Without the grim and foreboding desk between them, and with no shameful reason to duck their heads and glower at the floorboards, they could focus more readily than usual on Miss Leven herself: the steel-grey hair that she wore cropped uncommonly short, the tweed costume with just a touch of lace at wrists and neck, the grey-green eyes that were kinder than her stiff appearance might suggest.

"Well, girls, how has your holiday been?"

Not much of a holiday was the answer that their friends might have looked for, but their headmistress obviously could not receive. In any case it wasn't true, although it had been what they'd feared, what they'd anticipated, when Mother's letter told them they must stay at school over Easter, while she and Father made an urgent trip Home. Some trouble that Robbie was in at Westminster, that could only be settled by his parents in person. Of course there was no question of the twins going too; journeys by aethership were prohibitively expensive, when you lived on a government salary with no family money behind you. Besides, they couldn't hope to get there and back again during the holiday, and the parents were oddly keen on their not missing a day of school if they could help it. To be fair, so were the twins, mostly.

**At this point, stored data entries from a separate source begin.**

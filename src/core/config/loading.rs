//! Handles loading configuration from files and applying it to the Config struct.

use super::{Config, ConfigFile};
use anyhow::Context;
use std::fs;
use std::path::Path;
use std::time::Duration;

/// Loads configuration settings from a TOML file.
/// Internal to the builder logic.
pub(crate) fn load_config_file(file_path: &str) -> anyhow::Result<ConfigFile> {
    let path = Path::new(file_path);
    if !path.exists() || !path.is_file() {
        return Err(anyhow::anyhow!(
            "File not found or is not a file: {}",
            file_path
        ));
    }
    tracing::debug!("Attempting to read config file: {}", file_path);
    let content = fs::read_to_string(path)
        .with_context(|| format!("Failed to read configuration file: {}", file_path))?;

    let config_file_content: ConfigFile = toml::from_str(&content)
        .with_context(|| format!("Failed to parse TOML configuration from {}", file_path))?;

    tracing::debug!("Successfully parsed configuration file: {}", file_path);
    Ok(config_file_content)
}

/// Applies settings from a parsed `ConfigFile` onto a mutable `Config`.
/// Internal helper for the builder. This merges settings.
pub(crate) fn apply_file_config(config: &mut Config, file_config: &ConfigFile) {
    // Network
    if let Some(ref user_agent) = file_config.network.user_agent {
        config.user_agent = user_agent.clone();
    }
    if let Some(timeout) = file_config.network.request_timeout {
        config.request_timeout = Duration::from_secs(timeout);
    }
    if let Some(timeout) = file_config.network.contact_page_timeout {
        config.contact_page_timeout = Duration::from_secs(timeout);
    }
    if let Some(attempts) = file_config.network.retry_attempts {
        config.retry_attempts = attempts;
    }
    if let Some(backoff) = file_config.network.retry_backoff_ms {
        config.retry_backoff = Duration::from_millis(backoff);
    }

    // Browser
    if let Some(ref url) = file_config.browser.webdriver_url {
        if !url.trim().is_empty() {
            config.webdriver_url = url.trim().to_string();
        }
    }
    if let Some(headless) = file_config.browser.headless {
        config.headless = headless;
    }
    if let Some(timeout) = file_config.browser.feed_timeout {
        config.feed_timeout = Duration::from_secs(timeout);
    }
    if let Some(delay) = file_config.browser.settle_delay {
        config.settle_delay = Duration::from_secs(delay);
    }
    if let Some(delay) = file_config.browser.page_load_delay {
        config.page_load_delay = Duration::from_secs(delay);
    }
    if let Some(attempts) = file_config.browser.scroll_max_attempts {
        config.scroll_max_attempts = attempts;
    }

    // Crawl
    if let Some(strategy) = file_config.crawl.fetch_strategy {
        config.fetch_strategy = strategy;
    }
    if let Some(ref paths) = file_config.crawl.contact_paths {
        if !paths.is_empty() {
            config.contact_paths = paths.clone();
        }
    }
    if let Some(verify) = file_config.crawl.verify_emails {
        config.verify_emails = verify;
    }
    if let Some(ref domains) = file_config.crawl.excluded_email_domains {
        if !domains.is_empty() {
            config.excluded_email_domains = domains.clone();
        }
    }

    // DNS
    if let Some(ref servers) = file_config.dns.dns_servers {
        if !servers.is_empty() {
            config.dns_servers = servers.clone();
        }
    }
    if let Some(timeout) = file_config.dns.dns_timeout {
        config.dns_timeout = Duration::from_secs(timeout);
    }

    // SMTP
    if let Some(ref sender) = file_config.smtp.smtp_sender_email {
        config.smtp_sender_email = sender.clone();
    }
    if let Some(timeout) = file_config.smtp.smtp_timeout {
        config.smtp_timeout = Duration::from_secs(timeout);
    }

    // Pipeline
    if let Some(max) = file_config.pipeline.max_results {
        config.max_results = max;
    }
    if let Some(delay) = file_config.pipeline.record_delay {
        config.record_delay = Duration::from_secs_f64(delay.max(0.0));
    }
    if let Some(ref column) = file_config.pipeline.website_column {
        config.website_column = column.clone();
    }
    if let Some(interval) = file_config.pipeline.listing_checkpoint_interval {
        config.listing_checkpoint_interval = interval;
    }
    if let Some(interval) = file_config.pipeline.contact_checkpoint_interval {
        config.contact_checkpoint_interval = interval;
    }
    if let Some(ref username) = file_config.pipeline.geonames_username {
        if !username.trim().is_empty() {
            config.geonames_username = Some(username.trim().to_string());
        }
    }
}
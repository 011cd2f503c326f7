//! DNS resolver construction and mail-exchange lookups.

use crate::core::config::Config;
use crate::core::error::{AppError, Result};
use async_trait::async_trait;
use std::net::IpAddr;
use trust_dns_resolver::config::{NameServerConfigGroup, ResolverConfig, ResolverOpts};
use trust_dns_resolver::error::ResolveErrorKind;
use trust_dns_resolver::proto::op::ResponseCode;
use trust_dns_resolver::TokioAsyncResolver;

/// The preferred mail exchange for a domain.
#[derive(Debug, Clone)]
pub struct MailServer {
    pub exchange: String,
    pub preference: u16,
}

/// Resolves the mail exchange responsible for a domain. The contact engine
/// only sees this seam, so the fail-closed resolution policy is testable
/// without live DNS.
#[async_trait]
pub trait MailServerResolver: Send + Sync {
    async fn resolve(&self, domain: &str) -> Result<MailServer>;
}

/// Production resolver backed by the configured nameservers.
pub struct MxResolver {
    inner: TokioAsyncResolver,
}

impl MxResolver {
    pub fn new(config: &Config) -> Self {
        Self {
            inner: create_resolver(config),
        }
    }
}

#[async_trait]
impl MailServerResolver for MxResolver {
    async fn resolve(&self, domain: &str) -> Result<MailServer> {
        resolve_mail_server(&self.inner, domain).await
    }
}

/// Builds the shared resolver from configured nameservers, falling back to
/// system defaults when none are configured or parseable.
pub fn create_resolver(config: &Config) -> TokioAsyncResolver {
    let mut opts = ResolverOpts::default();
    opts.timeout = config.dns_timeout;

    let ips: Vec<IpAddr> = config
        .dns_servers
        .iter()
        .filter_map(|s| s.parse().ok())
        .collect();

    if ips.is_empty() {
        tracing::debug!(target: "dns", "No usable DNS servers configured; using defaults.");
        return TokioAsyncResolver::tokio(ResolverConfig::default(), opts);
    }

    let group = NameServerConfigGroup::from_ips_clear(&ips, 53, true);
    let resolver_config = ResolverConfig::from_parts(None, vec![], group);
    TokioAsyncResolver::tokio(resolver_config, opts)
}

/// Resolves the lowest-preference MX record for `domain`.
///
/// Distinguishes a non-existent domain (`NxDomain`) from a live domain
/// without mail exchanges (`NoMxRecords`); both reject the candidate at the
/// resolution stage.
pub async fn resolve_mail_server(
    resolver: &TokioAsyncResolver,
    domain: &str,
) -> Result<MailServer> {
    tracing::debug!(target: "dns", "Resolving MX records for {}...", domain);

    let lookup = resolver.mx_lookup(domain).await.map_err(|e| {
        if let ResolveErrorKind::NoRecordsFound { response_code, .. } = e.kind() {
            if *response_code == ResponseCode::NXDomain {
                return AppError::NxDomain(domain.to_string());
            }
            return AppError::NoMxRecords(domain.to_string());
        }
        AppError::Dns(e)
    })?;

    let best = lookup
        .iter()
        .min_by_key(|mx| mx.preference())
        .ok_or_else(|| AppError::NoMxRecords(domain.to_string()))?;

    let exchange = best
        .exchange()
        .to_utf8()
        .trim_end_matches('.')
        .to_string();
    if exchange.is_empty() {
        return Err(AppError::NoMxRecords(domain.to_string()));
    }

    tracing::debug!(target: "dns",
        "Using mail exchange {} (preference {}) for {}", exchange, best.preference(), domain);
    Ok(MailServer {
        exchange,
        preference: best.preference(),
    })
}
//! Page acquisition strategies for the contact crawl.

use crate::core::config::Config;
use crate::core::error::Result;
use crate::transport::{BrowserSession, RetryingClient};
use async_trait::async_trait;
use std::time::Duration;
use tokio::time::sleep;
use url::Url;

/// Which frontier slot a fetch serves. The homepage is the one page every
/// crawl visits and gets the full request timeout; the speculative contact
/// paths get a shorter one.
#[derive(Debug, Clone, Copy, PartialEq, Eq)]
pub enum FetchKind {
    Homepage,
    ContactPath,
}

/// Fetches one page's markup. The crawl only ever needs text back; how it
/// gets rendered is the strategy's business.
#[async_trait]
pub trait PageFetcher: Send + Sync {
    async fn fetch(&self, url: &Url, kind: FetchKind) -> Result<String>;
}

/// Scripted-browser fetch: executes page scripts, lets the page settle, and
/// nudges lazily-loaded content with a half-page scroll before capturing
/// the DOM.
pub struct RenderFetcher {
    session: BrowserSession,
    settle_delay: Duration,
}

impl RenderFetcher {
    pub fn new(session: BrowserSession, config: &Config) -> Self {
        Self {
            session,
            settle_delay: config.settle_delay,
        }
    }
}

#[async_trait]
impl PageFetcher for RenderFetcher {
    async fn fetch(&self, url: &Url, _kind: FetchKind) -> Result<String> {
        self.session.goto(url).await?;
        sleep(self.settle_delay).await;
        self.session.scroll_half_page().await?;
        sleep(self.settle_delay).await;
        self.session.page_source().await
    }
}

/// Plain HTTP fetch with the shared retry policy. Sees only server-rendered
/// markup, which is why it is the fallback rather than the default.
pub struct HttpFetcher {
    client: RetryingClient,
    homepage_timeout: Duration,
    path_timeout: Duration,
}

impl HttpFetcher {
    pub fn new(config: &Config) -> Result<Self> {
        Ok(Self {
            client: RetryingClient::new(config)?,
            homepage_timeout: config.request_timeout,
            path_timeout: config.contact_page_timeout,
        })
    }

    fn timeout_for(&self, kind: FetchKind) -> Duration {
        match kind {
            FetchKind::Homepage => self.homepage_timeout,
            FetchKind::ContactPath => self.path_timeout,
        }
    }
}

#[async_trait]
impl PageFetcher for HttpFetcher {
    async fn fetch(&self, url: &Url, kind: FetchKind) -> Result<String> {
        self.client.get_text(url, self.timeout_for(kind)).await
    }
}

#[cfg(test)]
mod tests {
    use super::*;

    #[test]
    fn homepage_gets_the_full_request_timeout() {
        let config = Config {
            request_timeout: Duration::from_secs(10),
            contact_page_timeout: Duration::from_secs(5),
            ..Config::default()
        };
        let fetcher = HttpFetcher::new(&config).unwrap();
        assert_eq!(
            fetcher.timeout_for(FetchKind::Homepage),
            Duration::from_secs(10)
        );
        assert_eq!(
            fetcher.timeout_for(FetchKind::ContactPath),
            Duration::from_secs(5)
        );
    }
}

They had resigned themselves accordingly to three weeks in an empty school with resentful teachers watching over them, but it hadn't been like that at all. There were a dozen girls who stayed, because of illness at home or families gone back to Earth or - in Rowany's case - extra tuition for her Oxford entrance; and the staff who stayed with them - Miss Leven included, and none of them obviously resentful - had contrived to give everyone a jollier time than they could remember, in school or out of it. They'd had parties, games, unexpected challenges, expeditions all around. The solemnities of Easter had been duly marked and made a deeper impression than before, perhaps because they had been set about with such fun. Three weeks had flown by, and the twins were almost - almost! - sorry that this interlude must end tomorrow, when the rest of the school returned.

It was a hard thing to say, to the adult most responsible. They did their best, though, tripping over each other's broken sentences as they struggled to convince her that they weren't being merely mannerly, they really had enjoyed themselves thoroughly. At last she laughed aloud, clapped her hands to her ears and cried, "Enough, twins, enough! I don't quite think that 'splendacious' is a word within the meaning of the act, so I'll ask you not to use that again, please, but the meaning is clear and delightful to hear. I may also say on behalf of the staff and myself that it has been a pleasure to share our Easter with you, and I will be writing to your mother to say so.

"But now," she went on, abruptly solemn, "I have something to ask of you, Tasha, Tawney. I know you have a double"score of friends here, in your own house and others, in your own year and others; and I know that even so, you are much inclined to keep your own company when it matters, that you two are all in all to each other. That is inevitable; it must always be 'two against the world' to some degree, for twins. But this term I'd like to see you make a special effort to let a third in, if you will.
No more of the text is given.